Children with a receptive language disorder find it challenging to understand what is said to them. While the symptoms vary from one child to the next, in general, problems with language comprehension begin before the child is three years old.

4. Autism

Autism now afflicts 1 in 59 children and 1 in 37 boys in the U.S. It is a developmental disorder that impairs a person’s ability to communicate and interact with others.

The range and severity of autism symptoms often vary widely. The most common symptoms include difficulty communicating, extreme challenges with social interactions, obsessions, sensory issues, and chronic repetitive behaviors.

Communication problems include expressive and receptive language delays. And these problems can quickly become long-time struggles without early intervention, face-to-face or online speech therapy, and occupational therapy.

5. Intellectual Deficiency

Cognitive disabilities, which generally result from either Down Syndrome or a traumatic brain injury, are usually accompanied by some disruption or delay in speech. Although speech therapy by itself won’t necessarily solve all of the problems, without speech therapy, the other challenges may become exacerbated.

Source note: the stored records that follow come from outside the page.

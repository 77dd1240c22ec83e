//! SQL schema for the movie store: eleven tables, created one at a time.
//!
//! Each table is its own statement so a failure on one does not prevent the
//! others from being attempted. Order matters: a junction table follows both
//! of its parents.

/// Connection-level settings, applied once when the store is opened.
pub const PRAGMAS: &str = "
PRAGMA journal_mode = WAL;
PRAGMA foreign_keys = ON;
";

/// `(table, DDL)` pairs in creation order.
pub const TABLES: [(&str, &str); 11] = [
  ("movies", "
CREATE TABLE IF NOT EXISTS movies (
    id                INTEGER PRIMARY KEY,
    budget            INTEGER,
    homepage          TEXT,
    original_language TEXT    NOT NULL,
    original_title    TEXT    NOT NULL,
    overview          TEXT,
    popularity        REAL,
    release_date      TEXT,            -- YYYY-MM-DD
    revenue           INTEGER,
    runtime           INTEGER NOT NULL,
    status            TEXT    NOT NULL,
    tagline           TEXT,
    title             TEXT,
    vote_average      REAL,
    vote_count        INTEGER
)"),
  ("genres", "
CREATE TABLE IF NOT EXISTS genres (
    id   INTEGER PRIMARY KEY,
    name TEXT NOT NULL
)"),
  ("movie_genre", "
CREATE TABLE IF NOT EXISTS movie_genre (
    id       INTEGER PRIMARY KEY AUTOINCREMENT,
    genre_id INTEGER NOT NULL REFERENCES genres(id),
    movie_id INTEGER NOT NULL REFERENCES movies(id),
    UNIQUE (movie_id, genre_id)
)"),
  ("keywords", "
CREATE TABLE IF NOT EXISTS keywords (
    id   INTEGER PRIMARY KEY,
    name TEXT NOT NULL
)"),
  ("movie_keywords", "
CREATE TABLE IF NOT EXISTS movie_keywords (
    id         INTEGER PRIMARY KEY AUTOINCREMENT,
    keyword_id INTEGER NOT NULL REFERENCES keywords(id),
    movie_id   INTEGER NOT NULL REFERENCES movies(id),
    UNIQUE (movie_id, keyword_id)
)"),
  ("production_companies", "
CREATE TABLE IF NOT EXISTS production_companies (
    id   INTEGER PRIMARY KEY,
    name TEXT
)"),
  ("movie_producer", "
CREATE TABLE IF NOT EXISTS movie_producer (
    id          INTEGER PRIMARY KEY AUTOINCREMENT,
    producer_id INTEGER NOT NULL REFERENCES production_companies(id),
    movie_id    INTEGER NOT NULL REFERENCES movies(id),
    UNIQUE (movie_id, producer_id)
)"),
  ("production_countries", "
CREATE TABLE IF NOT EXISTS production_countries (
    iso_3166_1 TEXT PRIMARY KEY,
    name       TEXT NOT NULL
)"),
  ("movie_country", "
CREATE TABLE IF NOT EXISTS movie_country (
    id       INTEGER PRIMARY KEY AUTOINCREMENT,
    iso      TEXT    NOT NULL REFERENCES production_countries(iso_3166_1),
    movie_id INTEGER NOT NULL REFERENCES movies(id),
    UNIQUE (movie_id, iso)
)"),
  ("spoken_languages", "
CREATE TABLE IF NOT EXISTS spoken_languages (
    iso_639_1 TEXT PRIMARY KEY,
    name      TEXT
)"),
  ("movie_language", "
CREATE TABLE IF NOT EXISTS movie_language (
    id       INTEGER PRIMARY KEY AUTOINCREMENT,
    iso      TEXT    NOT NULL REFERENCES spoken_languages(iso_639_1),
    movie_id INTEGER NOT NULL REFERENCES movies(id),
    UNIQUE (movie_id, iso)
)"),
];

/// Names of every table the schema defines, in creation order.
pub const TABLE_NAMES: [&str; 11] = [
  TABLES[0].0,
  TABLES[1].0,
  TABLES[2].0,
  TABLES[3].0,
  TABLES[4].0,
  TABLES[5].0,
  TABLES[6].0,
  TABLES[7].0,
  TABLES[8].0,
  TABLES[9].0,
  TABLES[10].0,
];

6. Childhood Apraxia of Speech

Childhood apraxia of speech (CAS) is a speech disorder that results from the child’s brain having difficulty coordinating complex oral movements. It is necessary to connect sounds into syllables, those syllables into words, and those words into phrases. Children with apraxia are severely challenged by this sequence. The source of the problem is in the brain, not in the muscles.

Because children who suffer from apraxia of speech struggle to make the right sounds for the right words, their articulation is compromised. Thus it is difficult for others to understand them.

7. Cerebral Palsy

Cerebral Palsy impairs movement, muscle tone, and motor skills. This affects a child’s capacity to move in a way that is coordinated and purposeful, which affects speech as well. The cause is often brain damage that occurred either during birth or when the child was very young.

8. Dysarthria

Dysarthria is a motor speech disorder. It is caused by damage to muscles that are required to produce speech. When these muscles are damaged, paralyzed or compromised in some way, the child cannot control his/her tongue, larynx, vocal cords, and surrounding muscles so it becomes difficult to formulate and pronounce words.